Anna SVENBRO∗, 1. Introduction

Je tiens tout d’abord à remercier chaleureusement M. Bernard Bortolussi et Mme Lyliane Sznajder de m’avoir conviée à participer à cette table ronde, et de me permettre de faire ici état des prémisses de mes recherches portant sur la philosophie de la traduction à la fin de l’Antiquité et au début du Moyen-Âge. Cette table ronde nous a permis de prendre la pleine mesure de la richesse des différentes pratiques de traduction, de transposition et de transmission dans l’Antiquité gréco-romaine. Or, on peut se demander dans quelle mesure ces pratiques nous influencent à l’heure actuelle, nous, traducteurs et traductologues, qui sommes également tributaires d’un millénaire de traductions médiévales et de cinq cents ans de théories humanistes, classiques, romantiques et contemporaines. Concernant l’apport de la romanité à la théorie de la traduction, le sens commun n’a bien souvent retenu que l’adage cicéronien non uerbum pro uerbo, et ce pour le rattacher à nos catégories contemporaines de traduction : ainsi, pour critiquer ou pour défendre la traduction « cibliste », ou bien la traduction par équivalence dynamique, face au bonheur et aux tentations de la traduction sourcière ou de la traduction par équivalence formelle (nous reprenons ici les concepts forgés respectivement par Jean-René Ladmiral1 d’une part, Eugene A. Nida et Charles Taber2 d’autre part).

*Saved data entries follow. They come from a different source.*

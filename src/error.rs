use thiserror::Error;

#[derive(Error, Debug)]
pub enum Error {
    #[error("I/O error: {0}")]
    Io(#[from] std::io::Error),
    #[error("YAML parse error: {0}")]
    YamlParse(#[from] serde_yaml::Error),
    #[error("Environment variable fetching error: {0}")]
    EnvVar(#[from] dotenvy::Error),
    #[error("HTTP request error: {0}")]
    HttpRequest(#[from] reqwest::Error),
    #[error("SMTP error: {0}")]
    Email(#[from] lettre::transport::smtp::Error),
    #[error("Email message error: {0}")]
    EmailMessage(#[from] lettre::error::Error),
    #[error("Email delivery error: {0}")]
    Delivery(String),
    #[error("Email address error: {0}")]
    EmailAddress(#[from] lettre::address::AddressError),
    #[error("HTML selector error: {0}")]
    Selector(String),
    #[error("Configuration error: {0}")]
    Config(String),
    #[error("URL parsing error: {0}")]
    UrlParse(#[from] url::ParseError),
}

pub type Result<T> = std::result::Result<T, Error>;
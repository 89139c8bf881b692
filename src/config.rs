//! Run configuration.
//!
//! Every setting is resolved from the command line first, then the YAML
//! file, then the built-in default. The result is immutable for the run.

use clap::Parser;
use serde::Deserialize;
use std::path::{Path, PathBuf};
use std::time::Duration;
use std::{fmt, fs};

use crate::error::{Error, Result};

pub const DEFAULT_CONFIG_FILE: &str = "ojala.yml";
pub const PASSWORD_ENV_VAR: &str = "OJALA_EMAIL_PASSWORD";

const DEFAULT_CONNECT_TIMEOUT_S: f64 = 5.0;
const DEFAULT_POLL_INTERVAL_S: f64 = 5.0;
const DEFAULT_SOUND_ENABLED: bool = true;
const DEFAULT_MESSAGE_ENABLED: bool = true;
const DEFAULT_EMAIL_ENABLED: bool = false;
const DEFAULT_EMAIL_TIMEOUT_S: f64 = 5.0;

/// Command line arguments. Everything is optional so that unset flags fall
/// through to the file.
#[derive(Debug, Default, Parser)]
#[command(name = "ojala", version)]
#[command(
    about = "Notifies you as soon as the cita previa website is back online, so you can be one of the first to get your cita"
)]
pub struct Args {
    /// Path to the YAML configuration file [default: ojala.yml]
    #[arg(short = 'C', long, value_name = "PATH")]
    pub config: Option<PathBuf>,

    /// The connect timeout in seconds [default: 5]
    #[arg(short, long, value_name = "SECONDS")]
    pub connect_timeout: Option<f64>,

    /// The read timeout in seconds [default: unlimited]
    #[arg(short, long, value_name = "SECONDS")]
    pub read_timeout: Option<f64>,

    /// Pause between two polls, in seconds [default: 5]
    #[arg(long, value_name = "SECONDS")]
    pub poll_interval: Option<f64>,

    /// Disable the sound
    #[arg(long)]
    pub no_sound: bool,

    /// Disable the output on the terminal
    #[arg(long)]
    pub no_message: bool,

    /// Comma-separated recipients to notify of a change
    #[arg(long, value_name = "ADDRESSES")]
    pub email_recipients: Option<String>,

    /// The SMTP server host
    #[arg(long, value_name = "HOST")]
    pub email_host: Option<String>,

    /// The SMTP server port
    #[arg(long, value_name = "PORT")]
    pub email_port: Option<u16>,

    /// The username to log in to the SMTP server
    #[arg(long, value_name = "USERNAME")]
    pub email_username: Option<String>,

    /// The password to log in to the SMTP server
    #[arg(long, value_name = "PASSWORD")]
    pub email_password: Option<String>,

    /// The "From" field of the email [default: the username]
    #[arg(long, value_name = "ADDRESS")]
    pub email_from_email: Option<String>,

    /// The email sending timeout in seconds [default: 5]
    #[arg(long, value_name = "SECONDS")]
    pub email_timeout: Option<f64>,

    /// Verbose mode
    #[arg(short, long)]
    pub verbose: bool,

    /// Debug mode
    #[arg(short, long)]
    pub debug: bool,
}

/// Layout of `ojala.yml`.
#[derive(Debug, Default, Deserialize, PartialEq)]
#[serde(default, deny_unknown_fields)]
pub struct FileConfig {
    pub request: RequestSection,
    pub notifications: NotificationsSection,
    pub verbose: Option<bool>,
    pub debug: Option<bool>,
}

#[derive(Debug, Default, Deserialize, PartialEq)]
#[serde(default, deny_unknown_fields)]
pub struct RequestSection {
    pub connect_timeout_s: Option<f64>,
    pub read_timeout_s: Option<f64>,
    pub poll_interval_s: Option<f64>,
}

#[derive(Debug, Default, Deserialize, PartialEq)]
#[serde(default, deny_unknown_fields)]
pub struct NotificationsSection {
    pub sound: ToggleSection,
    pub message: ToggleSection,
    pub email: EmailSection,
}

#[derive(Debug, Default, Deserialize, PartialEq)]
#[serde(default, deny_unknown_fields)]
pub struct ToggleSection {
    pub enabled: Option<bool>,
}

#[derive(Debug, Default, Deserialize, PartialEq)]
#[serde(default, deny_unknown_fields)]
pub struct EmailSection {
    pub enabled: Option<bool>,
    pub recipients: Option<Recipients>,
    pub host: Option<String>,
    pub port: Option<u16>,
    pub username: Option<String>,
    pub password: Option<String>,
    pub from_email: Option<String>,
    pub timeout_s: Option<f64>,
}

/// Recipients may be written as one comma-separated string or as a list.
#[derive(Debug, Clone, Deserialize, PartialEq)]
#[serde(untagged)]
pub enum Recipients {
    Joined(String),
    List(Vec<String>),
}

impl Recipients {
    pub fn into_list(self) -> Vec<String> {
        let entries = match self {
            Recipients::Joined(joined) => joined.split(',').map(str::to_string).collect(),
            Recipients::List(list) => list,
        };
        entries
            .into_iter()
            .map(|entry| entry.trim().to_string())
            .filter(|entry| !entry.is_empty())
            .collect()
    }
}

impl FileConfig {
    /// # Errors
    ///
    /// Fails on unreadable files and invalid YAML.
    pub fn load<P: AsRef<Path>>(path: P) -> Result<FileConfig> {
        let content = fs::read_to_string(path)?;
        Self::parse(&content)
    }

    /// # Errors
    ///
    /// Fails on invalid YAML or unknown keys.
    pub fn parse(content: &str) -> Result<FileConfig> {
        // An empty document is not a mapping, but it means "nothing set"
        if content.trim().is_empty() {
            return Ok(FileConfig::default());
        }
        Ok(serde_yaml::from_str(content)?)
    }
}

/// SMTP settings, only present when email is enabled.
#[derive(Clone, PartialEq)]
pub struct EmailConfig {
    pub recipients: Vec<String>,
    pub host: String,
    pub port: u16,
    pub username: String,
    pub password: String,
    pub from_email: String,
    pub timeout: Duration,
}

impl fmt::Debug for EmailConfig {
    fn fmt(&self, f: &mut fmt::Formatter<'_>) -> fmt::Result {
        f.debug_struct("EmailConfig")
            .field("recipients", &self.recipients)
            .field("host", &self.host)
            .field("port", &self.port)
            .field("username", &self.username)
            .field("password", &"<redacted>")
            .field("from_email", &self.from_email)
            .field("timeout", &self.timeout)
            .finish()
    }
}

/// The resolved configuration of one run.
#[derive(Debug, Clone, PartialEq)]
pub struct Config {
    pub connect_timeout: Duration,
    /// `None` waits for the response indefinitely.
    pub read_timeout: Option<Duration>,
    pub poll_interval: Duration,
    pub sound_enabled: bool,
    pub message_enabled: bool,
    pub email: Option<EmailConfig>,
    pub verbose: bool,
    pub debug: bool,
}

impl Config {
    /// Loads `file` (if any) and merges it with `args`. Pick the file with
    /// [`locate_file`].
    ///
    /// # Errors
    ///
    /// Fails when the file cannot be read, when it is not valid YAML, or
    /// when the merged settings are inconsistent.
    pub fn load(args: &Args, file: Option<&Path>) -> Result<Config> {
        let file = match file {
            Some(path) => FileConfig::load(path)?,
            None => FileConfig::default(),
        };

        Self::resolve(args, file, || dotenvy::var(PASSWORD_ENV_VAR).ok())
    }

    /// Merges command line values over file values over defaults.
    ///
    /// `env_password` is only consulted when email is enabled and no
    /// password was given explicitly.
    ///
    /// # Errors
    ///
    /// Fails on invalid durations or an incomplete email setup.
    pub fn resolve(
        args: &Args,
        file: FileConfig,
        env_password: impl FnOnce() -> Option<String>,
    ) -> Result<Config> {
        let request = file.request;
        let email = file.notifications.email;

        let connect_timeout = seconds(
            "connect timeout",
            args.connect_timeout
                .or(request.connect_timeout_s)
                .unwrap_or(DEFAULT_CONNECT_TIMEOUT_S),
        )?;
        let read_timeout = args
            .read_timeout
            .or(request.read_timeout_s)
            .map(|s| seconds("read timeout", s))
            .transpose()?;
        let poll_interval = seconds(
            "poll interval",
            args.poll_interval
                .or(request.poll_interval_s)
                .unwrap_or(DEFAULT_POLL_INTERVAL_S),
        )?;

        let sound_enabled = args
            .no_sound
            .then_some(false)
            .or(file.notifications.sound.enabled)
            .unwrap_or(DEFAULT_SOUND_ENABLED);
        let message_enabled = args
            .no_message
            .then_some(false)
            .or(file.notifications.message.enabled)
            .unwrap_or(DEFAULT_MESSAGE_ENABLED);

        let email = if email.enabled.unwrap_or(DEFAULT_EMAIL_ENABLED) {
            Some(resolve_email(args, email, env_password)?)
        } else {
            None
        };

        Ok(Config {
            connect_timeout,
            read_timeout,
            poll_interval,
            sound_enabled,
            message_enabled,
            email,
            verbose: args.verbose.then_some(true).or(file.verbose).unwrap_or(false),
            debug: args.debug.then_some(true).or(file.debug).unwrap_or(false),
        })
    }

    /// Default `env_logger` filter for this run; `RUST_LOG` still wins.
    pub fn log_filter(&self) -> &'static str {
        if self.debug {
            "debug"
        } else if self.verbose {
            "info"
        } else {
            "warn"
        }
    }
}

fn resolve_email(
    args: &Args,
    file: EmailSection,
    env_password: impl FnOnce() -> Option<String>,
) -> Result<EmailConfig> {
    let missing = |what: &str| Error::Config(format!("email is enabled but no {what} is set"));

    let recipients = args
        .email_recipients
        .clone()
        .map(Recipients::Joined)
        .or(file.recipients)
        .map(Recipients::into_list)
        .unwrap_or_default();
    if recipients.is_empty() {
        return Err(missing("recipient"));
    }

    let host = args
        .email_host
        .clone()
        .or(file.host)
        .ok_or_else(|| missing("host"))?;
    let port = args.email_port.or(file.port).ok_or_else(|| missing("port"))?;
    let username = args
        .email_username
        .clone()
        .or(file.username)
        .ok_or_else(|| missing("username"))?;
    let password = args
        .email_password
        .clone()
        .or(file.password)
        .or_else(env_password)
        .ok_or_else(|| missing("password"))?;
    let from_email = args
        .email_from_email
        .clone()
        .or(file.from_email)
        .unwrap_or_else(|| username.clone());
    let timeout = seconds(
        "email timeout",
        args.email_timeout
            .or(file.timeout_s)
            .unwrap_or(DEFAULT_EMAIL_TIMEOUT_S),
    )?;

    Ok(EmailConfig {
        recipients,
        host,
        port,
        username,
        password,
        from_email,
        timeout,
    })
}

fn seconds(what: &str, value: f64) -> Result<Duration> {
    Duration::try_from_secs_f64(value)
        .map_err(|e| Error::Config(format!("invalid {what} of {value}s: {e}")))
}

/// The explicit path if given, else `ojala.yml` in the working directory,
/// else the one in the user configuration directory.
pub fn locate_file(explicit: Option<&Path>) -> Option<PathBuf> {
    if let Some(path) = explicit {
        return Some(path.to_path_buf());
    }

    let local = PathBuf::from(DEFAULT_CONFIG_FILE);
    if local.is_file() {
        return Some(local);
    }

    dirs::config_dir()
        .map(|dir| dir.join("ojala").join(DEFAULT_CONFIG_FILE))
        .filter(|path| path.is_file())
}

Non uerbum pro uerbo... ces quatre mots sont les branches de l’arbre qui cache la forêt théorique qu’était la question de la traduction dans l’Antiquité gréco-romaine, et que la présente journée d’études nous a permis de retrouver. J’emploie l’imparfait à dessein, car c'est une forêt pétrifiée qui nous fait face, la conception dont nous parlons ayant plus ou moins disparu, ne survivant pas au passage de l’Antiquité païenne au Moyen-Âge chrétien. Mon propos sera donc de faire un bref et modeste état des lieux des changements qui se produisent aux confins de l’Antiquité et du Moyen-Âge dans la manière de penser l’acte de traduire en Occident, et qui sont à l’origine des postulats théoriques qui fondent notre manière contemporaine de questionner la pratique traduisante.

∗ univ. Paris 10, CERT, EA 3459 CREART-PHI, [email protected] 1 Ladmiral (1986). 2 Nida & Taber (1969 : 202-203).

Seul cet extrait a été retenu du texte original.